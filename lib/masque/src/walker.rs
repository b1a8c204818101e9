use std::fmt::Write as _;
use std::fs;
use std::io;
use std::path::{Path, PathBuf};

#[derive(Debug, Clone, Copy, Eq, PartialEq)]
pub enum EntryKind {
    File,
    Dir,
}

/// One directory entry. Symlinks are classified by the link itself, not the
/// target; loop detection is explicitly out of scope.
#[derive(Debug)]
pub struct Entry {
    pub path: PathBuf,
    pub size: u64,
    pub kind: EntryKind,
}

/// Lazy one-level walk over a directory, `.` and `..` excluded, paths
/// anchored at the canonicalized root.
pub struct Walker {
    inner: fs::ReadDir,
}

impl Walker {
    pub fn open<P: AsRef<Path>>(root: P) -> io::Result<Walker> {
        let root = fs::canonicalize(root)?;
        Ok(Walker {
            inner: fs::read_dir(root)?,
        })
    }
}

impl Iterator for Walker {
    type Item = io::Result<Entry>;

    fn next(&mut self) -> Option<io::Result<Entry>> {
        let entry = match self.inner.next()? {
            Ok(entry) => entry,
            Err(err) => return Some(Err(err)),
        };
        let path = entry.path();
        let meta = match fs::symlink_metadata(&path) {
            Ok(meta) => meta,
            Err(err) => return Some(Err(err)),
        };
        let kind = if meta.is_dir() {
            EntryKind::Dir
        } else {
            EntryKind::File
        };
        Some(Ok(Entry {
            path,
            size: meta.len(),
            kind,
        }))
    }
}

/// Renders a one-level listing, terminated by a `.` line of its own.
pub fn list_dir<P: AsRef<Path>>(root: P) -> io::Result<String> {
    let mut out = String::new();
    for entry in Walker::open(root)? {
        push_line(&mut out, &entry?);
    }
    out.push_str(".\r\n");
    Ok(out)
}

/// Renders a depth-first listing of the whole tree; the contents of a
/// subdirectory come before the subdirectory's own line. The `.` terminator
/// appears once, at the outermost level.
pub fn list_tree<P: AsRef<Path>>(root: P) -> io::Result<String> {
    let mut out = String::new();
    walk_tree(root.as_ref(), &mut out)?;
    out.push_str(".\r\n");
    Ok(out)
}

fn walk_tree(root: &Path, out: &mut String) -> io::Result<()> {
    for entry in Walker::open(root)? {
        let entry = entry?;
        if entry.kind == EntryKind::Dir {
            walk_tree(&entry.path, out)?;
        }
        push_line(out, &entry);
    }
    Ok(())
}

fn push_line(out: &mut String, entry: &Entry) {
    let _ = write!(out, "{:<15} {}\r\n", entry.size, entry.path.display());
}

#[cfg(test)]
mod tests {
    use super::*;
    use std::collections::HashSet;
    use std::fs::File;
    use std::io::Write as _;

    fn touch(path: &Path, content: &[u8]) {
        let mut file = File::create(path).unwrap();
        file.write_all(content).unwrap();
    }

    #[test]
    fn test_empty_directory_lists_terminator_only() {
        let dir = tempfile::tempdir().unwrap();
        assert_eq!(list_dir(dir.path()).unwrap(), ".\r\n");
    }

    #[test]
    fn test_one_level_yields_each_entry_once() {
        let dir = tempfile::tempdir().unwrap();
        touch(&dir.path().join("a.txt"), b"aaaa");
        touch(&dir.path().join("b.txt"), b"bb");
        fs::create_dir(dir.path().join("sub")).unwrap();
        touch(&dir.path().join("sub").join("nested"), b"n");

        let names: HashSet<String> = Walker::open(dir.path())
            .unwrap()
            .map(|entry| {
                entry
                    .unwrap()
                    .path
                    .file_name()
                    .unwrap()
                    .to_string_lossy()
                    .into_owned()
            })
            .collect();

        // One level only: the nested file stays hidden.
        let expected: HashSet<String> = ["a.txt", "b.txt", "sub"]
            .iter()
            .map(|s| s.to_string())
            .collect();
        assert_eq!(names, expected);
    }

    #[test]
    fn test_sizes_and_kinds() {
        let dir = tempfile::tempdir().unwrap();
        touch(&dir.path().join("four"), b"1234");
        fs::create_dir(dir.path().join("sub")).unwrap();

        for entry in Walker::open(dir.path()).unwrap() {
            let entry = entry.unwrap();
            match entry.path.file_name().unwrap().to_str().unwrap() {
                "four" => {
                    assert_eq!(entry.kind, EntryKind::File);
                    assert_eq!(entry.size, 4);
                }
                "sub" => assert_eq!(entry.kind, EntryKind::Dir),
                other => panic!("unexpected entry {}", other),
            }
        }
    }

    #[test]
    fn test_line_format() {
        let dir = tempfile::tempdir().unwrap();
        touch(&dir.path().join("f"), b"12345");

        let listing = list_dir(dir.path()).unwrap();
        let line = listing.split("\r\n").next().unwrap();
        // 15-wide left-justified size, separator space, then the path.
        assert!(line.starts_with(&format!("{:<15} ", 5)));
        assert!(line.ends_with("/f"));
        assert!(listing.ends_with(".\r\n"));
    }

    #[test]
    fn test_recursive_covers_every_leaf_once() {
        let dir = tempfile::tempdir().unwrap();
        touch(&dir.path().join("top"), b"t");
        fs::create_dir(dir.path().join("sub")).unwrap();
        touch(&dir.path().join("sub").join("inner"), b"in");
        fs::create_dir(dir.path().join("sub").join("deep")).unwrap();
        touch(&dir.path().join("sub").join("deep").join("leaf"), b"lll");

        let listing = list_tree(dir.path()).unwrap();
        let lines: Vec<&str> = listing.split("\r\n").collect();
        let position = |name: &str| {
            let suffix = format!("/{}", name);
            let hits: Vec<usize> = lines
                .iter()
                .enumerate()
                .filter(|(_, line)| line.ends_with(&suffix))
                .map(|(idx, _)| idx)
                .collect();
            assert_eq!(hits.len(), 1, "entry {} must appear exactly once", name);
            hits[0]
        };

        let top = position("top");
        let inner = position("inner");
        let leaf = position("leaf");
        let sub = position("sub");
        let deep = position("deep");

        // Subdirectory contents precede the subdirectory's own line.
        assert!(leaf < deep);
        assert!(deep < sub);
        assert!(inner < sub);
        assert!(top < lines.len());

        // Exactly one terminator line, at the end.
        assert_eq!(lines.iter().filter(|line| **line == ".").count(), 1);
        assert!(listing.ends_with(".\r\n"));
    }
}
──────
ABOUT THIS TASK: When you copy the data, keep every line word for word.

ANSWER TO THIS TASK:
filename lib/masque/src/walker.rs
repository b1a8c204818101e9
use std::fmt::Write as _;
use std::fs;
use std::io;
use std::path::{Path, PathBuf};

#[derive(Debug, Clone, Copy, Eq, PartialEq)]
pub enum EntryKind {
    File,
    Dir,
}

/// One directory entry. Symlinks are classified by the link itself, not the
/// target; loop detection is explicitly out of scope.
#[derive(Debug)]
pub struct Entry {
    pub path: PathBuf,
    pub size: u64,
    pub kind: EntryKind,
}

/// Lazy one-level walk over a directory, `.` and `..` excluded, paths
/// anchored at the canonicalized root.
pub struct Walker {
    inner: fs::ReadDir,
}

impl Walker {
    pub fn open<P: AsRef<Path>>(root: P) -> io::Result<Walker> {
        let root = fs::canonicalize(root)?;
        Ok(Walker {
            inner: fs::read_dir(root)?,
        })
    }
}

impl Iterator for Walker {
    type Item = io::Result<Entry>;

    fn next(&mut self) -> Option<io::Result<Entry>> {
        let entry = match self.inner.next()? {
            Ok(entry) => entry,
            Err(err) => return Some(Err(err)),
        };
        let path = entry.path();
        let meta = match fs::symlink_metadata(&path) {
            Ok(meta) => meta,
            Err(err) => return Some(Err(err)),
        };
        let kind = if meta.is_dir() {
            EntryKind::Dir
        } else {
            EntryKind::File
        };
        Some(Ok(Entry {
            path,
            size: meta.len(),
            kind,
        }))
    }
}

/// Renders a one-level listing, terminated by a `.` line of its own.
pub fn list_dir<P: AsRef<Path>>(root: P) -> io::Result<String> {
    let mut out = String::new();
    for entry in Walker::open(root)? {
        push_line(&mut out, &entry?);
    }
    out.push_str(".\r\n");
    Ok(out)
}

/// Renders a depth-first listing of the whole tree; the contents of a
/// subdirectory come before the subdirectory's own line. The `.` terminator
/// appears once, at the outermost level.
pub fn list_tree<P: AsRef<Path>>(root: P) -> io::Result<String> {
    let mut out = String::new();
    walk_tree(root.as_ref(), &mut out)?;
    out.push_str(".\r\n");
    Ok(out)
}

fn walk_tree(root: &Path, out: &mut String) -> io::Result<()> {
    for entry in Walker::open(root)? {
        let entry = entry?;
        if entry.kind == EntryKind::Dir {
            walk_tree(&entry.path, out)?;
        }
        push_line(out, &entry);
    }
    Ok(())
}

fn push_line(out: &mut String, entry: &Entry) {
    let _ = write!(out, "{:<15} {}\r\n", entry.size, entry.path.display());
}

#[cfg(test)]
mod tests {
    use super::*;
    use std::collections::HashSet;
    use std::fs::File;
    use std::io::Write as _;

    fn touch(path: &Path, content: &[u8]) {
        let mut file = File::create(path).unwrap();
        file.write_all(content).unwrap();
    }

    #[test]
    fn test_empty_directory_lists_terminator_only() {
        let dir = tempfile::tempdir().unwrap();
        assert_eq!(list_dir(dir.path()).unwrap(), ".\r\n");
    }

    #[test]
    fn test_one_level_yields_each_entry_once() {
        let dir = tempfile::tempdir().unwrap();
        touch(&dir.path().join("a.txt"), b"aaaa");
        touch(&dir.path().join("b.txt"), b"bb");
        fs::create_dir(dir.path().join("sub")).unwrap();
        touch(&dir.path().join("sub").join("nested"), b"n");

        let names: HashSet<String> = Walker::open(dir.path())
            .unwrap()
            .map(|entry| {
                entry
                    .unwrap()
                    .path
                    .file_name()
                    .unwrap()
                    .to_string_lossy()
                    .into_owned()
            })
            .collect();

        // One level only: the nested file stays hidden.
        let expected: HashSet<String> = ["a.txt", "b.txt", "sub"]
            .iter()
            .map(|s| s.to_string())
            .collect();
        assert_eq!(names, expected);
    }

    #[test]
    fn test_sizes_and_kinds() {
        let dir = tempfile::tempdir().unwrap();
        touch(&dir.path().join("four"), b"1234");
        fs::create_dir(dir.path().join("sub")).unwrap();

        for entry in Walker::open(dir.path()).unwrap() {
            let entry = entry.unwrap();
            match entry.path.file_name().unwrap().to_str().unwrap() {
                "four" => {
                    assert_eq!(entry.kind, EntryKind::File);
                    assert_eq!(entry.size, 4);
                }
                "sub" => assert_eq!(entry.kind, EntryKind::Dir),
                other => panic!("unexpected entry {}", other),
            }
        }
    }

    #[test]
    fn test_line_format() {
        let dir = tempfile::tempdir().unwrap();
        touch(&dir.path().join("f"), b"12345");

        let listing = list_dir(dir.path()).unwrap();
        let line = listing.split("\r\n").next().unwrap();
        // 15-wide left-justified size, separator space, then the path.
        assert!(line.starts_with(&format!("{:<15} ", 5)));
        assert!(line.ends_with("/f"));
        assert!(listing.ends_with(".\r\n"));
    }

    #[test]
    fn test_recursive_covers_every_leaf_once() {
        let dir = tempfile::tempdir().unwrap();
        touch(&dir.path().join("top"), b"t");
        fs::create_dir(dir.path().join("sub")).unwrap();
        touch(&dir.path().join("sub").join("inner"), b"in");
        fs::create_dir(dir.path().join("sub").join("deep")).unwrap();
        touch(&dir.path().join("sub").join("deep").join("leaf"), b"lll");

        let listing = list_tree(dir.path()).unwrap();
        let lines: Vec<&str> = listing.split("\r\n").collect();
        let position = |name: &str| {
            let suffix = format!("/{}", name);
            let hits: Vec<usize> = lines
                .iter()
                .enumerate()
                .filter(|(_, line)| line.ends_with(&suffix))
                .map(|(idx, _)| idx)
                .collect();
            assert_eq!(hits.len(), 1, "entry {} must appear exactly once", name);
            hits[0]
        };

        let top = position("top");
        let inner = position("inner");
        let leaf = position("leaf");
        let sub = position("sub");
        let deep = position("deep");

        // Subdirectory contents precede the subdirectory's own line.
        assert!(leaf < deep);
        assert!(deep < sub);
        assert!(inner < sub);
        assert!(top < lines.len());

        // Exactly one terminator line, at the end.
        assert_eq!(lines.iter().filter(|line| **line == ".").count(), 1);
        assert!(listing.ends_with(".\r\n"));
    }
}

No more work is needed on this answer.